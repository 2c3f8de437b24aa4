//! Deferred render instructions.
//!
//! Draws are recorded as [`RenderInst`] values during the frame and drained
//! into a device pass later, ordered by [`SortKey`].

mod key;
mod manager;
mod render_inst;

pub use key::{make_depth_key, RendererLayer, SortKey, MAX_DEPTH};
pub use manager::{InstId, ManagerState, RenderInstManager};
pub use render_inst::{DrawCall, RenderInst, UniformSlot};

• What is needed:
Every entry above should be retyped exactly as shown.

• Response box:
repository 2c3f8de437b24aa4
//! Deferred render instructions.
//!
//! Draws are recorded as [`RenderInst`] values during the frame and drained
//! into a device pass later, ordered by [`SortKey`].

mod key;
mod manager;
mod render_inst;

pub use key::{make_depth_key, RendererLayer, SortKey, MAX_DEPTH};
pub use manager::{InstId, ManagerState, RenderInstManager};
pub use render_inst::{DrawCall, RenderInst, UniformSlot};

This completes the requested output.